Boxing: Newman seeks a buck from a lame duck: Is Riddick Bowe superior to Frazier and Holmes? Ken Jones reports from Las Vegas on a heavyweight claim

Click to follow
The Independent Online
MAYBE there is no other way of persuading the public that Evander Holyfield has better than a remote chance of defeating Riddick Bowe than by raising doubts about the champion's dedication.

If not on the basis that all the people can be fooled some of the time, how else can you explain why only hired hands were permitted to observe Bowe's last serious sparring session before engaging in a re-match with Holyfield at Caesars Palace on Saturday for the International Boxing Federation and World Boxing Association titles?

On the evidence of recent sightings Bowe, a 1-5 favourite in the casino betting caverns, is neither overweight nor sluggish. As a consequence, pay-per-view television sales are disappointing.

Tinkering with the truth is nothing new in professional boxing, of course. In this case Bowe's brains trust simply let doubt develop from a complicated explanation, involving Eddie Futch, the champion's peerless 82-year-old trainer.

'Eddie had things to work on,' Rock Newman, Bowe's voluble manager, said, 'and there are people in Holyfield's camp who have come under his influence. They know how his mind works.' It was all Futch could do not to burst out laughing.

The scheming is up to Newman, and obviously he is up to it. 'We have always gone out of our way to co-operate with the press, so I'm disgusted with suggestions that Bowe is not as fit as he should be,' Newman said. It is not without masterful leadership and inspired oratory that Newman has risen to the heights in boxing.

As to the notion that Bowe has been working on a strategy different from that he employed when taking three titles from Holyfield in Las Vegas almost a year ago, listen to this: 'If it isn't broke, don't mend it,' the champion said.

One theory is that Bowe eventually will eat his way out of boxing. According to Futch, however, he is still filling out. 'Bowe hasn't stopped growing,' he said. 'As to putting on weight between fights, that isn't a problem for heavyweights.' The problem is in

persuading people that the gluttony will remain manageable.

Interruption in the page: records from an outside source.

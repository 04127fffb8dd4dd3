//! The fixed-size trailer that marks a binary as carrying embedded files.
//!
//! Layout of the last [`TRAILER_LEN`] bytes of an archived binary:
//!
//! ```text
//! Offset  Size  Field
//! 0       8     original_size (u64 BE) - where the original binary ends
//! 8       3     marker ("GAR")
//! ```
//!
//! The container occupies `original_size .. file_len - TRAILER_LEN`.

use crate::region::ReadAt;
use crate::{Error, Result};

/// Marker bytes identifying an archived binary.
pub const MARKER: &[u8; 3] = b"GAR";

/// Trailer size in bytes (fixed).
pub const TRAILER_LEN: usize = 8 + MARKER.len();

/// The decoded trailer.
#[derive(Debug, Clone, Copy, PartialEq, Eq)]
pub struct Trailer {
    /// Length of the binary before the container was appended.
    pub original_size: u64,
}

impl Trailer {
    /// Creates a trailer for a binary that was `original_size` bytes long.
    pub fn new(original_size: u64) -> Self {
        Self { original_size }
    }

    /// Serialize trailer to bytes.
    pub fn encode(&self) -> [u8; TRAILER_LEN] {
        let mut buf = [0u8; TRAILER_LEN];
        buf[..8].copy_from_slice(&self.original_size.to_be_bytes());
        buf[8..].copy_from_slice(MARKER);
        buf
    }

    /// Deserialize trailer from bytes.
    pub fn decode(buf: &[u8; TRAILER_LEN]) -> Result<Self> {
        if &buf[8..] != MARKER {
            return Err(Error::invalid_format(format!(
                "file does not end with marker {:?}",
                String::from_utf8_lossy(MARKER)
            )));
        }
        let mut size = [0u8; 8];
        size.copy_from_slice(&buf[..8]);
        Ok(Self {
            original_size: u64::from_be_bytes(size),
        })
    }
}

/// Byte range of the embedded container within the file.
#[derive(Debug, Clone, Copy, PartialEq, Eq)]
pub struct TailRegion {
    /// Where the original binary ends and the container begins.
    pub start: u64,
    /// Where the container ends and the trailer begins.
    pub end: u64,
}

impl TailRegion {
    /// Returns the size of the embedded container in bytes.
    ///
    /// An inverted region (`start > end`) has length zero.
    pub fn len(&self) -> u64 {
        self.end.saturating_sub(self.start)
    }

    /// Returns true if the container is empty.
    pub fn is_empty(&self) -> bool {
        self.len() == 0
    }
}

/// Locates the embedded container from the tail of a source of `file_len` bytes.
///
/// # Errors
///
/// Returns [`Error::InvalidFormat`] if the source is shorter than the trailer,
/// if it does not end with the marker, or if the recorded size points past the
/// start of the trailer.
pub fn locate<S: ReadAt + ?Sized>(source: &S, file_len: u64) -> Result<TailRegion> {
    let trailer_len = TRAILER_LEN as u64;
    let end = file_len.checked_sub(trailer_len).ok_or_else(|| {
        Error::invalid_format(format!(
            "file is {} bytes, shorter than the {}-byte trailer",
            file_len, TRAILER_LEN
        ))
    })?;

    let mut buf = [0u8; TRAILER_LEN];
    source.read_exact_at(&mut buf, end).map_err(|e| {
        if e.kind() == std::io::ErrorKind::UnexpectedEof {
            Error::invalid_format("truncated trailer")
        } else {
            Error::Io(e)
        }
    })?;

    let trailer = Trailer::decode(&buf)?;
    if trailer.original_size > end {
        return Err(Error::invalid_format(format!(
            "recorded binary size {} exceeds container end {}",
            trailer.original_size, end
        )));
    }

    log::debug!(
        "located embedded container at {}..{} ({} bytes)",
        trailer.original_size,
        end,
        end - trailer.original_size
    );

    Ok(TailRegion {
        start: trailer.original_size,
        end,
    })
}
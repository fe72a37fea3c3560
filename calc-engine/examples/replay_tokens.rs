//! Standalone token replay tool
//!
//! Feeds whitespace-separated tokens through a calculator and prints the
//! display, history and error text after each one, followed by a summary.
//!
//! Usage:
//!   replay_tokens [--scientific] <token> <token> ...
//!
//! Example:
//!   replay_tokens --scientific 9 0 sin + 1 =

use calc_engine::{Calculator, EngineConfig, Mode};
use std::env;

struct ReplayStats {
    accepted: usize,
    dropped: usize,
    errors: usize,
}

impl ReplayStats {
    fn new() -> Self {
        Self {
            accepted: 0,
            dropped: 0,
            errors: 0,
        }
    }

    fn print_summary(&self, calc: &Calculator) {
        println!("\n=== REPLAY SUMMARY ===");
        println!("Tokens accepted: {}", self.accepted);
        println!("Symbols dropped: {}", self.dropped);
        println!("Errors raised: {}", self.errors);
        println!("Calculations completed: {}", calc.history_log().len());

        for entry in calc.history_log() {
            println!("  {}", entry.expression);
        }
    }
}

fn main() {
    let mut mode = Mode::Basic;
    let mut symbols = Vec::new();

    for arg in env::args().skip(1) {
        if arg == "--scientific" {
            mode = Mode::Scientific;
        } else {
            symbols.push(arg);
        }
    }

    if symbols.is_empty() {
        eprintln!("Usage: replay_tokens [--scientific] <token> <token> ...");
        std::process::exit(1);
    }

    let mut calc = Calculator::with_config(EngineConfig::new().with_mode(mode));
    let mut stats = ReplayStats::new();

    for symbol in &symbols {
        match calc.submit_symbol(symbol) {
            Some(_) => stats.accepted += 1,
            None => stats.dropped += 1,
        }

        let error = calc.error_text();
        if error.is_some() {
            stats.errors += 1;
        }

        println!(
            "{:>10}  {:>14}  {:<28}  {}",
            symbol,
            calc.display_text(),
            calc.history_text(),
            error.unwrap_or("")
        );
    }

    stats.print_summary(&calc);
}
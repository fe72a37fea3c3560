//! Configuration loading and parsing

use anyhow::{Context, Result};
use calc_engine::EngineConfig;
use clap::ValueEnum;
use serde::{Deserialize, Serialize};
use std::fs;
use std::path::Path;

/// Main application configuration (loaded from config.toml)
#[derive(Debug, Clone, Default, Deserialize, Serialize)]
pub struct AppConfig {
    #[serde(default)]
    pub engine: EngineConfig,
    #[serde(default)]
    pub output: OutputConfig,
}

#[derive(Debug, Clone, Deserialize, Serialize)]
pub struct OutputConfig {
    #[serde(default)]
    pub format: OutputFormat,
    #[serde(default = "default_true")]
    pub show_history: bool,
    #[serde(default)]
    pub echo_tokens: bool,
}

impl Default for OutputConfig {
    fn default() -> Self {
        Self {
            format: OutputFormat::default(),
            show_history: true,
            echo_tokens: false,
        }
    }
}

fn default_true() -> bool {
    true
}

#[derive(Debug, Clone, Copy, Default, PartialEq, Eq, Deserialize, Serialize, ValueEnum)]
#[serde(rename_all = "lowercase")]
pub enum OutputFormat {
    #[default]
    Text,
    Json,
}

/// Load configuration from a TOML file
pub fn load_config(path: &Path) -> Result<AppConfig> {
    let content = fs::read_to_string(path)
        .with_context(|| format!("Failed to read config file: {:?}", path))?;

    let config: AppConfig = toml::from_str(&content)
        .with_context(|| format!("Failed to parse config file: {:?}", path))?;

    if config.engine.display_max_len == 0 {
        anyhow::bail!("Invalid config {:?}: engine.display_max_len must be at least 1", path);
    }

    Ok(config)
}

Now Bowe finds himself confronted by a case of same surroundings, different image. Now he is the champion. 'In my experience, anybody who wins a title improves 25 per cent, automatically, and Bowe even more,' Futch said. 'The

improvement comes with confidence and being able to relax.'

This is apparent in Bowe's demeanour, but his mind is not closed to recent upheavals in the heavyweight division. 'A short while ago I was talking on the telephone to Mike Tyson,' he said. 'Mike warned me about getting careless. To win the fight my way, but not to take unnecessary chances.'

Holyfield, he thinks, must have got the message by now. 'I respect Evander,' Bowe said. 'He put up a great fight against me. But he didn't give me any credit. He only spoke about his own failings. That disappointed me. I hope he's grown used to not being champion, because things aren't about to change.'

To get the job done first time around, Bowe had to weather a storm after almost winning by a knock-out. He expects it to be easier this time. 'Evander is too old to change,' he said. 'He can only fight one way, he's got to make it a war, and I'm far too big and quick for him. I'll be suprised if he lasts the distance.'

How do you motivate a fighter who has dollars 10m (pounds 6.7m) banked and a mansion under construction in New Jersey? For Bowe, there is the World Boxing Council champion, Lennox Lewis, who defeated him for the gold medal in the 1988 Olympics. 'Lewis is never out of his mind,' Futch added.

The excitement that will be generated by Bowe versus Lewis is still some way off and there are people who have begun to wonder if the magic is evaporating (as a result of two disappointing defences by Lewis original estimates of the gross have been drastically revised). In professional boxing these days there is confusion, and, most of all, unshakeable insecurity.

To be sure, Bowe versus Holyfield is not a certain seller. Even though the real heavyweight champion, the man who beat the man, who beat the man who beat the man, is defending two versions of the title, there is no rush on a dollars 40 transmission. It is as if Holyfield's fate is already known. Still, Bowe gives the impression that he has not noticed. In contrast to Holyfield, who never really took to the experience, he enjoys being champion.

Futch, who has trained four other heavyweight champions - Joe Frazier, Ken Norton, Larry Holmes and Michael Spinks - thinks Bowe could be the best he has had. 'I can't wait for the day when I feel I can tell him that,' he said. The story is unfolding just as Futch planned it after Newman persuaded him to tutor Bowe. 'He listens, he learns,' Futch said, and that is all he has ever asked of a fighter.